Sorta Secure

The FBI is recommending that we stop using text messages.

After last week’s reports that Chinese hackers have infiltrated at least eight American telecommunications companies, the Cybersecurity and Infrastructure Security Agency issued recommendations to telcoms to help them secure their infrastructures. For the rest of us, the FBI “warned iPhone and Android users to stop texting and to use an encrypted messaging platform instead.” According to Forbes, they are urging us to “use a cell phone that automatically receives timely operating system updates, responsibly managed encryption[,] and phishing resistant MFA for email, social media[,] and collaboration tool accounts.”

This is a difficult needle to thread.

The Foreign Intelligence Surveillance Act gives the US government substantial authority for cybersurveilance. Specifically, section 702 authorizes the National security Agency to conduct searches of foreigners’ communications without warrant. And because these foreigners also communicate with Americans, interception and monitoring of American communications is also included. The roots of this program go back to Stellar Wind, a secret program from the early 2000s that forced telecommunications companies to monitor American communications and report that information to the government.

Image credit: Phil Roeder on Flickr

But strong encryption foils the government’s ability to conduct this kind of surveillance. There are ways to ensure that messages are not intercepted, redirected, or monitored. But those take away the ability for law enforcement to watch what’s going on. So the government strongly encourages developers to build security backdoors into their products that allow the government to monitor cyber communications and allow the companies to respond to FISA requests . That’s what they mean by “responsibly managed” encryption. That’s encryption that’s works well enough to make people mostly secure while being broken just enough that the “good guys” can get in if they need to.

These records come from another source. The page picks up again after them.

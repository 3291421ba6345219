use crate::entities::Placement;
use serde::{Deserialize, Serialize};

/// One opened sheet of material and everything nested on it.
#[derive(Debug, Clone, PartialEq, Serialize, Deserialize)]
pub struct Sheet {
    /// Position of the sheet in the order in which sheets were opened
    pub index: usize,
    /// Placements in the order in which they were made
    pub placements: Vec<Placement>,
    /// Sum of the footprint areas of all placements
    pub used_area: f64,
    /// Area inside the margin border
    pub usable_area: f64,
}

impl Sheet {
    /// Fraction of the usable area covered by placements.
    pub fn efficiency(&self) -> f64 {
        match self.usable_area > 0.0 {
            true => self.used_area / self.usable_area,
            false => 0.0,
        }
    }

    /// Usable area not covered by placements. The margin border is not counted.
    pub fn wasted_area(&self) -> f64 {
        (self.usable_area - self.used_area).max(0.0)
    }
}
use std::fs;

use anyhow::{Context, Result};
use clap::Parser as ClapParser;
use log::info;
use sheet_nest::io::export;
use sheet_nest::io::svg::sheet_to_svg;
use sheet_nest_cli::io::cli::Cli;
use sheet_nest_cli::io::output::NestOutput;
use sheet_nest_cli::{EPOCH, io, solve};
use thousands::Separable;

fn main() -> Result<()> {
    let args = Cli::parse();
    io::init_logger(args.log_level)?;

    let config = io::read_config(args.config_file.as_deref())?;
    info!("Successfully parsed NestCliConfig: {config:?}");

    let input_file_stem = args
        .input_file
        .file_stem()
        .and_then(|s| s.to_str())
        .with_context(|| format!("invalid input file name: {}", args.input_file.display()))?;

    if !args.solution_folder.exists() {
        fs::create_dir_all(&args.solution_folder).with_context(|| {
            format!(
                "could not create solution folder: {}",
                args.solution_folder.display()
            )
        })?;
    }

    let instance = io::read_instance(&args.input_file)?;
    info!(
        "[MAIN] nesting {:?}: {} parts on {} x {} sheets",
        instance.name,
        instance.parts.len().separate_with_commas(),
        instance.sheet.sheet_width,
        instance.sheet.sheet_height
    );

    let (strategy, nesting) = solve(&instance, &config)?;
    let result = &nesting.result;
    info!(
        "[MAIN] {} pieces placed on {} sheets ({strategy}), efficiency {:.1}%, wasted area {} mm2, {} unplaced, took {:?}",
        result.placed_count().separate_with_commas(),
        result.sheet_count(),
        result.total_efficiency * 100.0,
        (result.total_wasted_area.round() as u64).separate_with_commas(),
        result.unplaced_piece_count.separate_with_commas(),
        EPOCH.elapsed()
    );

    {
        let output = NestOutput {
            solution: export(&nesting, strategy),
            instance: instance.clone(),
            config,
        };

        let solution_path = args
            .solution_folder
            .join(format!("sol_{input_file_stem}.json"));

        io::write_json(&output, &solution_path)?;
    }

    {
        let sheet_config = instance.sheet.with_sort_strategy(strategy);
        for (i, sheet) in result.sheets.iter().enumerate() {
            let svg_path = args
                .solution_folder
                .join(format!("sol_{input_file_stem}_{i}.svg"));
            let title = format!("{} - sheet {i}", instance.name);
            let svg = sheet_to_svg(sheet, &sheet_config, config.svg_draw_options, &title);

            io::write_svg(&svg, &svg_path)?;
        }
    }

    Ok(())
}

Maybe an analogy would help. Our school has lockers with build-in combination locks. Our students are assigned lockers and are given the combinations. So they can put their stuff in their lockers, close the door, and be reasonably sure that no one else can open their locker. But there’s a list of all of the lockers and the combinations. If I wanted to, I could look up a locker’s combination on that list and go open the locker. I’ve never done that. I don’t have any reason to do that. But I could. I could also get my hands on one of the master keys that lets us open any locker without the combination. It wouldn’t be very hard.

We could make this more secure by using locks that allow the students to set the combination and that don’t support master keys. Then, they could be sure that the combination isn’t on some list someplace and no one could open their locker. But that would make it harder for us to help when they’ve forgotten the combination. It would make it harder to go get things out of their lockers that they need at home when they’re sick. It would make it harder to conduct locker searches if it’s suspected that they have drugs or weapons or rotting food from back in September in there.

So it’s sort of secure. It’s secure enough, unless someone *really* wants to get in. Like, say, a Chinese hacker.

Years ago, we faced a similar contradiction in US government policy. In 2000, congress passed the Children’s Internet Protection Act, requiring schools receiving federal funding to filter Internet content that was obscene, child pornography, or harmful to minors. It essentially ended the debate about Internet filtering in schools. We have to filter Internet content.

But there was this software program called UltraSurf. It was (is?) a free program that allows you to circumvent censorship filters, firewalls, and proxies. Students could easily download and use this program to get around any filtering measures we had in place. This software was initially funded by the US State Department. In an effort consistent with Voice of America and Radio Free Asia, it aimed to provide free and open access to news and information in places where the government was restricting that access. Essentially, it was designed to help circumvent the Great Firewall of China.

And, as it turns out, the software that China was using to oppress its citizens was the same software American schools were using to protect our children. Oppression and protection are two sides of the same coin.

We walk this line all the time. We want security, but we also want convenience. We want to protect our students, but we also want open access. We need to ensure privacy, but we also have to be able to defeat that privacy when the “good guys” need access.

I’m probably going to keep using text messages. I don’t have a lot of faith that the “secure” messaging apps are really all that secure. And I’ve come to terms with the fact that true privacy online doesn’t really exist.